An unprocessed skin from a recently culled alligator measuring approximately 1.5 meters was presented to the aquatic animal medicine laboratory at the University of Florida, College of Veterinary Medicine in order to attempt etiologic determination for the lesion by histologic techniques. Several lesions of Brown Spot disease measuring 2 to 3 mm in diameter were identified on the abdominal scales. A 6 mm punch biopsy was taken in 6 different lesions present on the abdomen. Three of the punch biopsies were placed in zinc formaldehyde, and three were placed in glutaraldehyde. Zinc formaldehyde was used to preserve tissue for sections to be cut for light microscopy. Glutaraldehyde was used to preserve the punch biopsies prior to embedding them to be cut for electron microscopy.

The tissue preserved in zinc formaldehyde was imbedded in paraffin wax prior to cutting into 6 micron sections for light microscopy. Tissue cutting at 6 microns proved to be difficult due to the keratin present in the scales. An H&E (hematoxylin and eosin) stain was the first to be performed for light microscopy. The exact location of the lesion was also difficult to locate on the specimen.

Slides were then stained using a periodic acid shift (PAS) stain. A GMS stain was attempted next. The GMS stain will detect both fungal elements and bacteria. A control slide was also used to eliminate false positives.
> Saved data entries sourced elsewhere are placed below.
//! Vertex-kind prefix byte.
//!
//! One byte names whether a vertex is a type (schema) vertex or a thing
//! (instance) vertex, and which of the four shapes it is. Tag values are
//! part of the on-disk format — do not reorder (mirrors the teacher's
//! `// Variant tags (do not reorder)` convention in `key/mod.rs`).

use std::fmt;

pub type PrefixByte = u8;

#[derive(Clone, Copy, Debug, Eq, PartialEq, Hash, Ord, PartialOrd)]
pub enum VertexKind {
    EntityType,
    AttributeType,
    RelationType,
    RoleType,
    Entity,
    Attribute,
    Relation,
    Role,
}

impl VertexKind {
    // ── Prefix tags (do not reorder) ─────────────────
    const TAG_ENTITY_TYPE: PrefixByte = 0;
    const TAG_ATTRIBUTE_TYPE: PrefixByte = 1;
    const TAG_RELATION_TYPE: PrefixByte = 2;
    const TAG_ROLE_TYPE: PrefixByte = 3;
    const TAG_ENTITY: PrefixByte = 4;
    const TAG_ATTRIBUTE: PrefixByte = 5;
    const TAG_RELATION: PrefixByte = 6;
    const TAG_ROLE: PrefixByte = 7;

    #[must_use]
    pub const fn tag(self) -> PrefixByte {
        match self {
            Self::EntityType => Self::TAG_ENTITY_TYPE,
            Self::AttributeType => Self::TAG_ATTRIBUTE_TYPE,
            Self::RelationType => Self::TAG_RELATION_TYPE,
            Self::RoleType => Self::TAG_ROLE_TYPE,
            Self::Entity => Self::TAG_ENTITY,
            Self::Attribute => Self::TAG_ATTRIBUTE,
            Self::Relation => Self::TAG_RELATION,
            Self::Role => Self::TAG_ROLE,
        }
    }

    #[must_use]
    pub const fn from_tag(tag: PrefixByte) -> Option<Self> {
        Some(match tag {
            Self::TAG_ENTITY_TYPE => Self::EntityType,
            Self::TAG_ATTRIBUTE_TYPE => Self::AttributeType,
            Self::TAG_RELATION_TYPE => Self::RelationType,
            Self::TAG_ROLE_TYPE => Self::RoleType,
            Self::TAG_ENTITY => Self::Entity,
            Self::TAG_ATTRIBUTE => Self::Attribute,
            Self::TAG_RELATION => Self::Relation,
            Self::TAG_ROLE => Self::Role,
            _ => return None,
        })
    }

    /// Whether this kind names a type (schema) vertex as opposed to a thing.
    #[must_use]
    pub const fn is_type(self) -> bool {
        matches!(
            self,
            Self::EntityType | Self::AttributeType | Self::RelationType | Self::RoleType
        )
    }

    /// Whether instances of this kind are content-addressed (attribute values
    /// collapse to one vertex per distinct `(type, value)` pair).
    #[must_use]
    pub const fn is_content_addressed(self) -> bool {
        matches!(self, Self::Attribute)
    }

    /// The thing kind instantiated by this type kind, e.g. `EntityType` →
    /// `Entity`. `None` when `self` is already a thing kind. Used by the
    /// traversal executor to build a lookahead template vertex from a
    /// procedure vertex's allowed type.
    #[must_use]
    pub const fn instance_kind(self) -> Option<Self> {
        Some(match self {
            Self::EntityType => Self::Entity,
            Self::AttributeType => Self::Attribute,
            Self::RelationType => Self::Relation,
            Self::RoleType => Self::Role,
            Self::Entity | Self::Attribute | Self::Relation | Self::Role => return None,
        })
    }
}

impl fmt::Display for VertexKind {
    fn fmt(&self, f: &mut fmt::Formatter<'_>) -> fmt::Result {
        let label = match self {
            Self::EntityType => "entity_type",
            Self::AttributeType => "attribute_type",
            Self::RelationType => "relation_type",
            Self::RoleType => "role_type",
            Self::Entity => "entity",
            Self::Attribute => "attribute",
            Self::Relation => "relation",
            Self::Role => "role",
        };
        write!(f, "{label}")
    }
}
The remaining tissues had been fixed in glutaraldehyde. The section had a final fix in osmium tetra-oxide, which is the most common fixative for electron microscopy. The tissue was then embedded in plastic epoxy. One micron sections were cut, stained with methylene blue, and examined under light microscopy prior to a final cut for viewing under the electron microscope. A thickened section of epidermis was observed adjacent to the lesion present in the cut. It was conjectured that this would be the most probable area to view any viruses that could be present and the final cuts were made in this area. The final section has been viewed under electron microscopy using both TEM and SEM techniques. The results of electron microscopy are pending at this time.

Results

A pustule was found in one section of the lesion. This pustule contained a large amount of bacteria. Nothing further of clinical significance was observed using light microscopy with an H&E stain. The PAS stain revealed dark filaments on the dermal regions of the scale near the lesion. The filaments were presumed to be either a melanocyte reaction to the stain or could also be fungal in nature. Since the nature of the filaments was unclear, it was decided that a GMS stain would be used to determine if the filaments were fungal in nature. No fungal elements were identified in the GMS slide for the area where the filaments were observed using the PAS stain. The lack of any visible filaments on a GMS stained slide pointed to melanocytes being the cause for the dark filaments observed in the PAS slide. No conclusive etiology had been determined at this time.

Discussion

The results of this study into Brown Spot disease are as yet inconclusive. It is possible that a combination of effects are responsible for the lesions seen in these captive animals. Bacterial disease is the most likely etiologic agent responsible that was observed. The bacteria Aeromonas hydrophila is the most common pathogen present in alligators. It is also possible that a chemical agent is responsible for the initiation of the lesion and then bacteria invades. The same mechanism may be true for the enclosure. Rough surfaces on an enclosure may start a lesion at the scale edge and lead to bacterial involvement. Prevention of Brown Spot disease may be purely a husbandry issue. Smooth surfaces for the pens, proper hygiene, and lower stocking density may minimize the economic losses caused by Brown Spot disease.

Acknowledgments

The author wishes to thank the Histopathology department at the University of Florida, College of Veterinary Medicine for their assistance in tissue fixation, cutting, staining, and for the use of the electron microscope. Special thanks to Scott Anderson of Cypress Creek Alligator Farm for the donation of the alligator skin used in this study.